SARAH SHOTLAND

 
 

Abolition is Everything, Sarah Shotland, author; Jessica Peterson, designer; Antenna Press, publisher, 50 cards, 50 envelopes, 3 chapbooks, 2021.
Image Description: Photograph of Abolition is Everything printed components laid out flat on a white surface. Upper left corner has muted rainbow stripes underneath the title on a box used to contain all the printed components. Upper right shows an envelope addressed to an incarcerated person, with the name faded out for privacy. Below are red brown & dark forest green information cards and ochre yellow, and salmon pink chapbook covers with the titles “HOW TO DIG” and “EAT THE SHRIMP.”

 

Abolition is Everything is a participatory nonfiction publication that invites readers to learn about America's carceral system state-by-state through a deck of 50 interactive cards and 50 writing prompts. Readers can reflect on the history and future of abolitionism; correspond with incarcerated writers; and apply abolitionist values in their own lives in big and small ways. It was created during the Paper Machine residency at Antenna New Orleans in January 2021 and debuted at MoMa PS1's Printed Matter Art Book Fair. Every Sunday in 2021, White Whale Bookstore convened a group of Pittsburghers to explore the box—engaging in dialogue, writing letters, and building relationships one card at a time. Author Sarah Shotland used the project to reflect on her 13 years facilitating writing groups in jails and prisons through the Words Without Walls program, which she co-founded in 2009. Words Without Walls was sunset in 2022 and its thousands of pages of archival writing and materials are held at the Heinz History Center in Pittsburgh's strip district.

Abolition is Everything -‘Prison abolitionists want to live in a world without jails and prisons, and in order to accomplish that, they work toward building conditions that would allow it to exist,’ writes Sarah Shotland. “Abolition Is Everything” is as much an art project as it is a philosophical mission. With this project, Shotland offers each of us a very real way in which our words can positively impact the lives of others while also providing a serious education in the ways and means of the American prison system.”

— Kristofer Collins, Pittsburgh Magazine


Sarah Shotland is the author of the novel Junkette and the creative nonfiction project Abolition is Everything. She is the cofounder and program director of Words Without Walls, which brings creative writing classes to jails, prisons, and treatment facilities in Western Pennsylvania.

 
 
 
 
 
 

Sarah Shotland is the author of the novel Junkette, and a playwright whose work has been performed in professional theaters around the world.

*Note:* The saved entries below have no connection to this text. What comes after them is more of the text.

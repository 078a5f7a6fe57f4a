//! The persistent project snapshot and its structural operations.
//!
//! [`ProjectData`] is the aggregate: three ID-keyed maps of
//! [`Arc`]-shared records plus [`ProjectInfo`] (name, start date, and
//! the calendar set). Every operation returns a *new* aggregate sharing
//! every untouched record; no snapshot mutates after construction.
//!
//! Structural invariants, re-established by every operation here:
//! 1. Task ordinals are a dense permutation of `[0, task_count)`.
//! 2. The link graph is acyclic; candidate links are checked *before*
//!    the graph is touched.
//! 3. Assignment task/resource references resolve; removing either
//!    endpoint removes the assignment.
//! 4. Both link lists of every task are ordered by the other endpoint's
//!    ordinal.
//! 5. The current calendar is a member of the calendar set.

use std::collections::{BTreeMap, VecDeque};
use std::sync::Arc;

use chrono::{NaiveDate, NaiveDateTime, NaiveTime};
use log::{debug, trace};
use serde::{Deserialize, Serialize};

use super::calendar::Calendar;
use super::data::{AssignmentData, ResourceData, TaskData};
use super::fields::{FieldValue, TaskField};
use super::ident::{AssignmentId, ProjectId, ResourceId, TaskId};
use super::link::TaskLink;
use crate::error::{Result, SchedError};

// ================================
// Project info
// ================================

/// Project-level settings: identity, name, start date, and the calendar
/// set.
#[derive(Debug, Clone, PartialEq, Serialize, Deserialize)]
pub struct ProjectInfo {
    /// Nil until the facade mints one.
    id: ProjectId,
    name: String,
    /// Scheduling origin; tasks with no predecessors start here.
    start: NaiveDateTime,
    calendar_name: String,
    calendars: BTreeMap<String, Arc<Calendar>>,
}

impl ProjectInfo {
    pub fn new() -> Self {
        let standard = Calendar::standard();
        let mut calendars = BTreeMap::new();
        calendars.insert(standard.name().to_string(), Arc::new(standard));
        Self {
            id: ProjectId::nil(),
            name: String::new(),
            // A Monday, so an empty project schedules deterministically.
            start: NaiveDate::from_ymd_opt(2000, 1, 3)
                .unwrap_or_default()
                .and_time(NaiveTime::MIN),
            calendar_name: "Standard".to_string(),
            calendars,
        }
    }

    pub fn id(&self) -> ProjectId {
        self.id
    }

    pub fn name(&self) -> &str {
        &self.name
    }

    pub fn start(&self) -> NaiveDateTime {
        self.start
    }

    pub fn calendar_name(&self) -> &str {
        &self.calendar_name
    }

    /// The current calendar.
    pub fn calendar(&self) -> Arc<Calendar> {
        self.calendars
            .get(&self.calendar_name)
            .cloned()
            .unwrap_or_else(|| Arc::new(Calendar::standard()))
    }

    /// Calendar names in the set, ordered.
    pub fn calendar_names(&self) -> impl Iterator<Item = &str> {
        self.calendars.keys().map(|k| k.as_str())
    }

    pub fn with_id(&self, id: ProjectId) -> Self {
        Self { id, ..self.clone() }
    }

    pub fn with_name(&self, name: impl Into<String>) -> Self {
        Self {
            name: name.into(),
            ..self.clone()
        }
    }

    pub fn with_start(&self, start: NaiveDateTime) -> Self {
        Self {
            start,
            ..self.clone()
        }
    }

    /// Switches the current calendar to a member of the set.
    pub fn with_calendar(&self, name: &str) -> Result<Self> {
        if !self.calendars.contains_key(name) {
            return Err(SchedError::UnknownCalendar(name.to_string()));
        }
        Ok(Self {
            calendar_name: name.to_string(),
            ..self.clone()
        })
    }

    /// Adds a calendar to the set, replacing any same-named entry.
    pub fn with_added_calendar(&self, calendar: Calendar) -> Self {
        let mut calendars = self.calendars.clone();
        calendars.insert(calendar.name().to_string(), Arc::new(calendar));
        Self {
            calendars,
            ..self.clone()
        }
    }

    /// Removes a calendar; the current calendar cannot be removed.
    pub fn with_removed_calendar(&self, name: &str) -> Result<Self> {
        if name == self.calendar_name {
            return Err(SchedError::RemoveCurrentCalendar(name.to_string()));
        }
        if !self.calendars.contains_key(name) {
            return Err(SchedError::UnknownCalendar(name.to_string()));
        }
        let mut calendars = self.calendars.clone();
        calendars.remove(name);
        Ok(Self {
            calendars,
            ..self.clone()
        })
    }
}

impl Default for ProjectInfo {
    fn default() -> Self {
        Self::new()
    }
}

// ================================
// Project data
// ================================

/// One immutable project snapshot.
#[derive(Debug, Clone, Default, PartialEq, Serialize, Deserialize)]
pub struct ProjectData {
    info: ProjectInfo,
    tasks: BTreeMap<TaskId, Arc<TaskData>>,
    resources: BTreeMap<ResourceId, Arc<ResourceData>>,
    assignments: BTreeMap<AssignmentId, Arc<AssignmentData>>,
}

In 2009, she co-founded Words Without Walls, which brought creative writing classes to jails, prisons, and drug treatment centers in Pittsburgh until 2022. Her work has been funded by the National Endowment for the Arts, the National Endowment for the Humanities, Heinz Endowments, The Pittsburgh Foundation, Staunton Family Farm Foundation, and Opportunity Fund.

Sarah’s most recent work, Abolition is Everything, was published by Antenna Press. Abolition is Everything is a participatory, nonfiction project that combines research, reflection, and audience action & was created during her time as the 2021 Artist-in-residence at Antenna’s Paper Machine residency in New Orleans.

Other residencies include the SFAI Equal Justice Fellowship, and the Denver Lighthouse Fort Lyon Writer-in-Residence. In 2024, Sarah was awarded a Madeline L’Engle Research Fellowship from Smith College, where she will use the special collections archives in researching her next novel.

She’s currently working on a collection of essays about teaching creative writing in jails and prisons. Her essays about the subject have appeared or are forthcoming in The Iowa Review, Creative Nonfiction, Baltimore Review, and North American Review. Sarah regularly speaks and writes about art as a tool for prison abolition. You can listen to a super-quick, 140 second talk here.

With Sheryl St. Germain, she coedited the literary anthology Words without Walls: Writers on Addiction, Violence & Incarceration, published by Trinity University Press in spring of 2015.

Her most recent play, Cereus Moonlight, was commissioned by miR Theater. After opening on the Space Coast of Florida, it played at the 25th annual Rhino Fest in Chicago. Other work for the stage has been performed in theaters in Dallas, Austin, New Orleans, and Chicago, and internationally in Spain and China. She’s also written commissioned work for Corningworks Dance and Sonarcheology Pittsburgh.

Sarah is represented by Danielle Chiotti at Upstart Crow Literary.